* Work to complete
Determine how many lines in the entries below include the word "names", and reply with that number alone.

--- Study material ---

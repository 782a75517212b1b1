use crate::objects::{HEADER_SIZE, SIGNATURE, VERSION};
use anyhow::anyhow;
use byteorder::{ByteOrder, WriteBytesExt};
use bytes::Bytes;
use derive_new::new;
use std::io::Write;

/// Fixed 12-byte header of the persisted index: signature, format version,
/// entry count.
#[derive(Debug, Clone, new)]
pub struct IndexHeader {
    pub(crate) marker: String,
    pub(crate) version: u32,
    pub(crate) entries_count: u32,
}

impl IndexHeader {
    pub(crate) fn empty() -> Self {
        IndexHeader {
            marker: String::from(SIGNATURE),
            version: VERSION,
            entries_count: 0,
        }
    }
}

impl IndexHeader {
    pub fn serialize(&self) -> anyhow::Result<Bytes> {
        let mut bytes = Vec::new();
        bytes.write_all(self.marker.as_bytes())?;
        bytes.write_u32::<byteorder::NetworkEndian>(self.version)?;
        bytes.write_u32::<byteorder::NetworkEndian>(self.entries_count)?;

        Ok(Bytes::from(bytes))
    }

    pub fn deserialize(bytes: Bytes) -> anyhow::Result<Self> {
        if bytes.len() < HEADER_SIZE {
            return Err(anyhow!("Invalid index header size"));
        }

        let marker = String::from_utf8(bytes[0..4].to_vec())
            .map_err(|_| anyhow!("Invalid signature in index header"))?;
        let version = byteorder::NetworkEndian::read_u32(&bytes[4..8]);
        let entries_count = byteorder::NetworkEndian::read_u32(&bytes[8..12]);

        Ok(IndexHeader {
            marker,
            version,
            entries_count,
        })
    }
}
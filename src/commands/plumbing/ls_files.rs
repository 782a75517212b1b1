use crate::areas::repository::Repository;
use std::io::Write;

impl Repository {
    /// Print the staged paths in index order. `verbose` adds the mode,
    /// blob id and stage of each entry.
    pub fn ls_files(&self, verbose: bool) -> anyhow::Result<()> {
        let mut index = self.index();
        index.rehydrate()?;

        for entry in index.entries() {
            if verbose {
                writeln!(
                    self.writer(),
                    "{} {} {}\t{}",
                    entry.metadata.mode.as_tree_str(),
                    entry.oid,
                    u16::from(entry.metadata.stage),
                    entry.name.display()
                )?;
            } else {
                writeln!(self.writer(), "{}", entry.name.display())?;
            }
        }

        Ok(())
    }
}
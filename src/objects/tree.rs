//! Tree object: one directory snapshot.
//!
//! On disk: `tree <size>\0` followed by one record per entry,
//! `<mode> <name>\0<20-byte-sha1>`. Entries are serialized in a canonical
//! order (see [`TreeEntry::sort_key`]), so a tree's hash is a pure function
//! of its entry set regardless of insertion order.

use crate::areas::database::Database;
use crate::objects::entry_mode::EntryMode;
use crate::objects::index_entry::IndexEntry;
use crate::objects::object::Unpackable;
use crate::objects::object::{Object, Packable};
use crate::objects::object_id::ObjectId;
use crate::objects::object_type::ObjectType;
use anyhow::Context;
use bytes::Bytes;
use derive_new::new;
use std::io::{BufRead, Write};
use std::path::Path;

/// One (mode, name, id) triple pointing at a blob, a subtree or a
/// submodule commit.
#[derive(Debug, Clone, PartialEq, Eq, new)]
pub struct TreeEntry {
    pub mode: EntryMode,
    pub name: String,
    pub oid: ObjectId,
}

impl TreeEntry {
    /// Canonical sort key: a directory compares as though its name carried a
    /// trailing `/`, a non-directory by its bare name. The comparison is
    /// plain byte-lexicographic. This ordering determines the serialized
    /// byte stream and therefore the tree's hash.
    fn sort_key(&self) -> String {
        if self.mode.is_directory() {
            format!("{}/", self.name)
        } else {
            self.name.clone()
        }
    }
}

#[derive(Debug, Clone, Default, new)]
pub struct Tree {
    entries: Vec<TreeEntry>,
}

impl Tree {
    /// Entries in canonical order.
    pub fn sorted_entries(&self) -> Vec<&TreeEntry> {
        let mut sorted: Vec<&TreeEntry> = self.entries.iter().collect();
        sorted.sort_by_key(|entry| entry.sort_key());
        sorted
    }

    pub fn entries(&self) -> &[TreeEntry] {
        &self.entries
    }
}

impl Packable for Tree {
    fn serialize(&self) -> anyhow::Result<Bytes> {
        let mut content_bytes = Vec::new();
        for entry in self.sorted_entries() {
            content_bytes.write_all(entry.mode.as_tree_str().as_bytes())?;
            content_bytes.push(b' ');
            content_bytes.write_all(entry.name.as_bytes())?;
            content_bytes.push(0);
            entry.oid.write_h40_to(&mut content_bytes)?;
        }

        let mut tree_bytes = Vec::new();
        let header = format!("{} {}\0", self.object_type().as_str(), content_bytes.len());
        tree_bytes.write_all(header.as_bytes())?;
        tree_bytes.write_all(&content_bytes)?;

        Ok(Bytes::from(tree_bytes))
    }
}

impl Unpackable for Tree {
    fn deserialize(mut reader: impl BufRead) -> anyhow::Result<Self> {
        let mut entries = Vec::new();

        let mut mode_bytes = Vec::new();
        let mut name_bytes = Vec::new();

        loop {
            mode_bytes.clear();
            let n = reader.read_until(b' ', &mut mode_bytes)?;
            if n == 0 {
                break; // clean EOF: no more entries
            }
            if mode_bytes.pop() != Some(b' ') {
                return Err(anyhow::anyhow!("unexpected EOF in tree entry mode"));
            }
            let mode = EntryMode::from_tree_str(std::str::from_utf8(&mode_bytes)?)?;

            name_bytes.clear();
            let n = reader.read_until(b'\0', &mut name_bytes)?;
            if n == 0 || name_bytes.pop() != Some(b'\0') {
                return Err(anyhow::anyhow!("unexpected EOF in tree entry name"));
            }
            let name = std::str::from_utf8(&name_bytes)?.to_owned();

            let oid = ObjectId::read_h40_from(&mut reader)
                .context("unexpected EOF in tree entry object id")?;

            entries.push(TreeEntry::new(mode, name, oid));
        }

        Ok(Tree::new(entries))
    }
}

impl Object for Tree {
    fn object_type(&self) -> ObjectType {
        ObjectType::Tree
    }

    fn display(&self) -> String {
        self.sorted_entries()
            .iter()
            .map(|entry| {
                format!(
                    "{} {} {}\t{}",
                    entry.mode.as_tree_str(),
                    entry.mode.object_type().as_str(),
                    entry.oid.as_ref(),
                    entry.name
                )
            })
            .collect::<Vec<String>>()
            .join("\n")
    }
}

/// Folds the flat, path-sorted staging index into a hierarchy of tree
/// objects, writing every directory's tree through the database.
///
/// Identical directory contents anywhere in the hierarchy collapse to the
/// same stored object.
#[derive(Debug, new)]
pub struct TreeBuilder<'d> {
    database: &'d Database,
}

impl TreeBuilder<'_> {
    /// Build and store the tree hierarchy for `entries`, returning the root
    /// tree's id. Entries must be sorted by path, which is how the index
    /// hands them out.
    pub fn build(&self, entries: &[IndexEntry]) -> anyhow::Result<ObjectId> {
        let entries: Vec<&IndexEntry> = entries.iter().collect();
        self.build_prefix(Path::new(""), &entries)
    }

    fn build_prefix(&self, prefix: &Path, entries: &[&IndexEntry]) -> anyhow::Result<ObjectId> {
        let mut tree_entries = Vec::new();
        let mut position = 0;

        while position < entries.len() {
            let entry = entries[position];
            let relative = entry.name.strip_prefix(prefix).with_context(|| {
                format!(
                    "Index entry {} does not live under {}",
                    entry.name.display(),
                    prefix.display()
                )
            })?;

            let mut components = relative.components();
            let first = components
                .next()
                .context("Empty path in index entry")?
                .as_os_str()
                .to_str()
                .context("Non-UTF-8 path in index entry")?
                .to_owned();

            if components.next().is_none() {
                // direct child: a file leaf pointing at its stored blob
                tree_entries.push(TreeEntry::new(
                    entry.metadata.mode.clone(),
                    first,
                    entry.oid.clone(),
                ));
                position += 1;
            } else {
                // subdirectory: its entries are contiguous in sorted order
                let sub_prefix = prefix.join(&first);
                let start = position;
                while position < entries.len() && entries[position].name.starts_with(&sub_prefix) {
                    position += 1;
                }

                let sub_oid = self.build_prefix(&sub_prefix, &entries[start..position])?;
                tree_entries.push(TreeEntry::new(EntryMode::Directory, first, sub_oid));
            }
        }

        let tree = Tree::new(tree_entries);
        let oid = tree.object_id()?;
        self.database.store(tree)?;

        Ok(oid)
    }
}

#[cfg(test)]
mod tests {
    use super::*;
    use crate::objects::entry_mode::FileMode;
    use pretty_assertions::assert_eq;
    use rstest::{fixture, rstest};
    use sha1::Digest;

    fn oid_of(data: &str) -> ObjectId {
        let mut hasher = sha1::Sha1::new();
        hasher.update(data);
        ObjectId::try_parse(format!("{:x}", hasher.finalize())).unwrap()
    }

    #[fixture]
    fn entries() -> Vec<TreeEntry> {
        vec![
            TreeEntry::new(EntryMode::Directory, "dir".into(), oid_of("dir")),
            TreeEntry::new(EntryMode::File(FileMode::Regular), "a.txt".into(), oid_of("a")),
            TreeEntry::new(EntryMode::File(FileMode::Regular), "dir.txt".into(), oid_of("d")),
        ]
    }

    #[rstest]
    fn serialization_is_permutation_invariant(entries: Vec<TreeEntry>) {
        let tree = Tree::new(entries.clone());

        let mut reversed = entries;
        reversed.reverse();
        let permuted = Tree::new(reversed);

        assert_eq!(
            tree.serialize().unwrap(),
            permuted.serialize().unwrap()
        );
        assert_eq!(tree.object_id().unwrap(), permuted.object_id().unwrap());
    }

    #[rstest]
    fn directories_sort_with_trailing_slash(entries: Vec<TreeEntry>) {
        let tree = Tree::new(entries);
        let names: Vec<&str> = tree
            .sorted_entries()
            .iter()
            .map(|entry| entry.name.as_str())
            .collect();

        // "a.txt" < "dir.txt" < "dir/" under byte comparison
        assert_eq!(names, vec!["a.txt", "dir.txt", "dir"]);
    }

    #[rstest]
    fn parse_inverts_serialize(entries: Vec<TreeEntry>) {
        let tree = Tree::new(entries);
        let serialized = tree.serialize().unwrap();

        // skip the "tree <len>\0" header the way the database does
        let mut reader = std::io::Cursor::new(serialized);
        ObjectType::parse_header(&mut reader).unwrap();

        let parsed = Tree::deserialize(reader).unwrap();
        assert_eq!(parsed.entries(), tree.sorted_entries().into_iter().cloned().collect::<Vec<_>>());
    }
}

---

* Output for this exercise
2